[WHAT IS BEING ASKED] After locating the line with "a direct dependency" in the records below, print it and every line after it exactly.
----- THE INPUT
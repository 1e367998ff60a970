// Copyright 2026 Anapaya Systems
//
// Licensed under the Apache License, Version 2.0 (the "License");
// you may not use this file except in compliance with the License.
// You may obtain a copy of the License at
//
//   http://www.apache.org/licenses/LICENSE-2.0
//
// Unless required by applicable law or agreed to in writing, software
// distributed under the License is distributed on an "AS IS" BASIS,
// WITHOUT WARRANTIES OR CONDITIONS OF ANY KIND, either express or implied.
// See the License for the specific language governing permissions and
// limitations under the License.

//! Utilities shared by the GWLB DSR crates.

pub mod task_handler;
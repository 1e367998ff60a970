// Copyright 2026 Anapaya Systems
//
// Licensed under the Apache License, Version 2.0 (the "License");
// you may not use this file except in compliance with the License.
// You may obtain a copy of the License at
//
//   http://www.apache.org/licenses/LICENSE-2.0
//
// Unless required by applicable law or agreed to in writing, software
// distributed under the License is distributed on an "AS IS" BASIS,
// WITHOUT WARRANTIES OR CONDITIONS OF ANY KIND, either express or implied.
// See the License for the specific language governing permissions and
// limitations under the License.

//! Command line interface and validated node configuration.
//!
//! Arguments are parsed by clap and then converted into [`GatewayConfig`] or
//! [`RelayConfig`]. The conversion checks every value; no resource is acquired
//! before it succeeds.

use std::{
    net::{AddrParseError, SocketAddr},
    time::Duration,
};

use clap::{Args, Parser, Subcommand, ValueEnum};
use dsr_dataplane::HealthProtocol;
use dsr_tun::{bridge::TunConfig, overlay::TunnelEndpoint};
use ipnet::IpNet;

const MIN_MTU: u32 = 68;
const MAX_MTU: u32 = 65_535;
const IFNAMSIZ: usize = 16;

/// GENEVE gateway and relay for a gateway load balancer with direct server return.
#[derive(Debug, Parser)]
#[command(author, version, about, long_about = None)]
pub struct Cli {
    /// Log filter, e.g. `info` or `dsr_dataplane=debug`. `RUST_LOG` takes precedence.
    #[arg(long, env = "DSR_LOG_LEVEL", default_value = "info", global = true)]
    pub log_level: String,

    /// Node role.
    #[command(subcommand)]
    pub command: Command,
}

/// Node roles.
#[derive(Debug, Subcommand)]
pub enum Command {
    /// Terminates GENEVE from the load balancer and relays backend traffic.
    Gateway(GatewayArgs),
    /// Receives relayed traffic behind the gateway.
    Relay(RelayArgs),
}

/// Health check protocol as given on the command line.
#[derive(Debug, Clone, Copy, PartialEq, Eq, ValueEnum)]
pub enum HealthProtocolArg {
    /// Accept and close.
    Tcp,
    /// Reply `200 OK`.
    Http,
}

impl From<HealthProtocolArg> for HealthProtocol {
    fn from(value: HealthProtocolArg) -> Self {
        match value {
            HealthProtocolArg::Tcp => HealthProtocol::Tcp,
            HealthProtocolArg::Http => HealthProtocol::Http,
        }
    }
}

/// Options shared by both roles.
#[derive(Debug, Clone, Args)]
pub struct NodeArgs {
    /// Health check listen address.
    #[arg(long, env = "DSR_HEALTH_LISTEN", default_value = "0.0.0.0:80")]
    pub health_listen: String,

    /// Health check protocol.
    #[arg(long, env = "DSR_HEALTH_PROTOCOL", value_enum, default_value = "tcp")]
    pub health_protocol: HealthProtocolArg,

    /// Name of the TUN device.
    #[arg(long, env = "DSR_TUN_NAME", default_value = "geneveTun")]
    pub tun_name: String,

    /// Address with prefix length to assign to the TUN device.
    #[arg(long, env = "DSR_TUN_ADDRESS")]
    pub tun_address: Option<String>,

    /// MTU of the TUN device.
    #[arg(long, env = "DSR_TUN_MTU", default_value_t = 8500)]
    pub tun_mtu: u32,

    /// Local address of the overlay channel.
    #[arg(long, env = "DSR_OVERLAY_BIND", default_value = "0.0.0.0:6082")]
    pub overlay_bind: String,

    /// Address of the peer node's overlay channel.
    #[arg(long, env = "DSR_OVERLAY_PEER")]
    pub overlay_peer: String,

    /// Secure interface carrying the overlay. Its link state gates health.
    #[arg(long, env = "DSR_OVERLAY_INTERFACE")]
    pub overlay_interface: Option<String>,

    /// Seconds to keep forwarding after turning unhealthy on shutdown.
    #[arg(long, env = "DSR_DRAIN_TIMEOUT", default_value_t = 0)]
    pub drain_timeout: u64,

    /// Prometheus metrics listen address.
    #[arg(long, env = "DSR_METRICS_LISTEN")]
    pub metrics_listen: Option<String>,
}

/// Gateway options.
#[derive(Debug, Clone, Args)]
pub struct GatewayArgs {
    /// GENEVE listen address. Must be IPv4.
    #[arg(long, env = "DSR_GENEVE_LISTEN", default_value = "0.0.0.0:6081")]
    pub geneve_listen: String,

    /// Backend network; packets to it are relayed, all others returned directly.
    #[arg(long, env = "DSR_BACKEND_CIDR")]
    pub backend_cidr: String,

    /// Seconds after which an idle client is forgotten by the return path.
    #[arg(long, env = "DSR_FLOW_IDLE_TIMEOUT", default_value_t = 300)]
    pub flow_idle_timeout: u64,

    /// Maximum number of client flows held for the return path.
    #[arg(long, env = "DSR_FLOW_TABLE_CAPACITY", default_value_t = 65_536)]
    pub flow_table_capacity: usize,

    #[command(flatten)]
    #[allow(missing_docs)]
    pub node: NodeArgs,
}
//! Report policy, wire model and payload construction for the Bugsnag bridge
//!
//! This crate holds the pure half of the error reporting pipeline: deciding
//! whether an error is reported, at what severity, and turning it into the
//! versioned JSON payload accepted by the notification endpoint. Nothing in
//! here performs I/O.
//!
//! # Example
//!
//! ```rust
//! use bugsnag_core::{BugsnagConfig, OpaqueError, PayloadBuilder, ReportContext, ReportPolicy};
//!
//! let config = BugsnagConfig::new("your-api-key").with_key_filters(["password"]);
//! let policy = ReportPolicy::from_config(&config);
//! let builder = PayloadBuilder::new(&config);
//!
//! let error = OpaqueError::from(anyhow::anyhow!("database unreachable"));
//! if policy.should_report(&error) {
//!     let payload = builder.build(&error, None, ReportContext::new("checkout"));
//!     assert_eq!(payload.events.len(), 1);
//! }
//! ```

pub mod body_filter;
pub mod breadcrumbs;
pub mod builder;
pub mod config;
pub mod context;
pub mod error;
pub mod metadata;
pub mod payload;
pub mod policy;
pub mod reportable;
pub mod request;
pub mod severity;

pub use body_filter::BodyFilter;
pub use breadcrumbs::{Breadcrumb, BreadcrumbTrail, BreadcrumbType};
pub use builder::{PayloadBuilder, FALLBACK_MESSAGE};
pub use self::config::BugsnagConfig;
pub use context::ReportContext;
pub use error::{BugsnagError, Result};
pub use metadata::Metadata;
pub use payload::*;
pub use policy::ReportPolicy;
pub use reportable::{OpaqueError, Reportable};
pub use request::{PeerInfo, RequestSnapshot};
pub use severity::Severity;

// Re-exported so error types can name statuses without a direct dependency
pub use http::StatusCode;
----------
[TASK RESPONSE]
// Re-exported so error types can name statuses without a direct dependency
pub use http::StatusCode;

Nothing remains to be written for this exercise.